I'm not sure that we should allow the Tory press to choose Labour's leader, but if we choose to do that in our desire to be loved by them we should notice two things. One is that the criticisms of Corbyn are all (apart from attacks on his beard) criticisms which the Tory party brings against Labour -spending too much, borrowing, frightening British business which seems to spend more time trembling in fear than it does competing in the world.Out of the mouths of the Blairites these Tory truths have poured giving credence to the Tory programme and killing hope among our supporters.

Second the establishment never offers an alternative. Its prescriptions are all generalities such as facing a changed world, future proofing, adjusting to a new society etc.How we do all this and what Labour's specific policies should be are never spelled out.. This is because they don't want to face up to the fact that Blairism, (diluting the policies with soft soap) is also a thing of their past which probably won't work in harder times.

Blair came to power in an election we'd have won anyway at a time of growth and economic buoyancy with tax revenues rising and unemployment falling. He'd exhausted his repertoire of good moderate policies like the minimum wage, Sure Start and expanding investment in the NHS by the end of his second term,  and became messianic thereafter and by 2008 his new mates the financial interests which he and Brown thought had created a new paradigm of perpetual growth through asset inflation and debt, killed the whole improvement by their unrestrained greed.

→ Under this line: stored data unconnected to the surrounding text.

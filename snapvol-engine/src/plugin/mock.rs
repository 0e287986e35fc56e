//! Mock snapshot plugin for testing and development.

use std::collections::{BTreeMap, HashMap};
use std::sync::Mutex;

use async_trait::async_trait;
use tracing::info;

use super::traits::{RestoredVolume, SnapshotPlugin};
use crate::cloud::CloudContext;
use crate::error::{Result, SnapshotError};
use crate::types::{
    LvmSnapshotSource, RbdSnapshotSource, RbdVolumeSource, SnapshotData, SnapshotDataSource,
    Volume, VolumeClaim, VolumeSource, VolumeType,
};

/// A call received by [`MockPlugin`].
#[derive(Debug, Clone, PartialEq, Eq)]
pub enum MockCall {
    Init,
    SnapshotCreate { volume: String },
    SnapshotDelete,
    SnapshotRestore { snapshot_data: String, volume: String },
    VolumeDelete { volume: String },
}

/// Mock plugin that records calls and fabricates locations in memory.
///
/// Useful for exercising the provisioner without touching any backend.
pub struct MockPlugin {
    volume_type: VolumeType,
    calls: Mutex<Vec<MockCall>>,
    restore_error: Option<String>,
    restore_labels: BTreeMap<String, String>,
}

impl MockPlugin {
    pub fn new(volume_type: VolumeType) -> Self {
        Self {
            volume_type,
            calls: Mutex::new(Vec::new()),
            restore_error: None,
            restore_labels: BTreeMap::new(),
        }
    }

    /// Make every restore fail with a backend failure.
    pub fn failing_restore(mut self, message: impl Into<String>) -> Self {
        self.restore_error = Some(message.into());
        self
    }

    /// Labels returned by every restore.
    pub fn with_restore_label(mut self, key: impl Into<String>, value: impl Into<String>) -> Self {
        self.restore_labels.insert(key.into(), value.into());
        self
    }

    /// Calls received so far.
    pub fn calls(&self) -> Vec<MockCall> {
        self.calls.lock().map(|c| c.clone()).unwrap_or_default()
    }

    fn record(&self, call: MockCall) -> Result<()> {
        self.calls
            .lock()
            .map_err(|_| SnapshotError::BackendFailure("Lock poisoned".to_string()))?
            .push(call);
        Ok(())
    }

    fn artifact(&self, id: &str) -> SnapshotDataSource {
        match self.volume_type {
            VolumeType::HostPath => SnapshotDataSource::host_path(format!("/mock/snapshots/{}.tgz", id)),
            VolumeType::Rbd => SnapshotDataSource {
                rbd: Some(RbdSnapshotSource {
                    pool: "mock".into(),
                    image: "mock".into(),
                    snapshot: id.to_string(),
                }),
                ..Default::default()
            },
            VolumeType::Lvm => SnapshotDataSource {
                lvm: Some(LvmSnapshotSource {
                    volume_group: "mock".into(),
                    logical_volume: id.to_string(),
                }),
                ..Default::default()
            },
        }
    }

    fn location(&self, volume_name: &str) -> VolumeSource {
        match self.volume_type {
            VolumeType::HostPath => VolumeSource::host_path(format!("/mock/restore/{}", volume_name)),
            VolumeType::Rbd => VolumeSource::rbd(RbdVolumeSource {
                pool: "mock".into(),
                image: volume_name.to_string(),
                monitors: vec![],
                user: String::new(),
            }),
            VolumeType::Lvm => VolumeSource::lvm("mock", volume_name),
        }
    }
}

#[async_trait]
impl SnapshotPlugin for MockPlugin {
    fn volume_type(&self) -> VolumeType {
        self.volume_type
    }

    fn init(&mut self, _cloud: &CloudContext) -> Result<()> {
        self.record(MockCall::Init)
    }

    async fn snapshot_create(&self, volume: &Volume) -> Result<SnapshotDataSource> {
        self.record(MockCall::SnapshotCreate {
            volume: volume.name.clone(),
        })?;
        Ok(self.artifact(&uuid::Uuid::new_v4().to_string()))
    }

    async fn snapshot_delete(&self, _source: &SnapshotDataSource) -> Result<()> {
        self.record(MockCall::SnapshotDelete)
    }

    async fn snapshot_restore(
        &self,
        data: &SnapshotData,
        _claim: &VolumeClaim,
        volume_name: &str,
        _parameters: &HashMap<String, String>,
    ) -> Result<RestoredVolume> {
        self.record(MockCall::SnapshotRestore {
            snapshot_data: data.name.clone(),
            volume: volume_name.to_string(),
        })?;

        if let Some(message) = &self.restore_error {
            return Err(SnapshotError::BackendFailure(message.clone()));
        }

        info!(volume = %volume_name, "Mock snapshot restored");
        Ok(RestoredVolume {
            source: self.location(volume_name),
            labels: self.restore_labels.clone(),
        })
    }

    async fn volume_delete(&self, volume: &Volume) -> Result<()> {
        self.record(MockCall::VolumeDelete {
            volume: volume.name.clone(),
        })
    }
}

Now we live with the consequences and the main lesson to be learned is that austerity can't go on because it makes the situation worse, and that expansion requires more borrowing and spending. Neither comes with balancing the budget and promising to reduce the borrowing year by year. They only tighten the screw. Business will have to be pushed into growth and investment by changes in corporate governance to end short termism and the obsession  with shareholder value and finance effectively regulated . Since the housing crisis can't be solved without more public housing for rent councils should be allowed to raise housing bonds to invest, build and create a new asset. Since money will be short we will have to scrap expensive PFIs and finance big infrastructure projects by quantitive easing. To check inflation we will need an accord with the unions of the type which has been so successful (for the economy rather than the workers) in Germany and to proclaim that the central aim of policy is full employment

None of this is easy stuff and it will have to be sold as a nationalist programme to rebuild national strength and pride but clearly it has to be thought about  rather than just making idiotic assertions that we must adjust to the future but not how.The future will be too hard for the easy measures of the Blair era.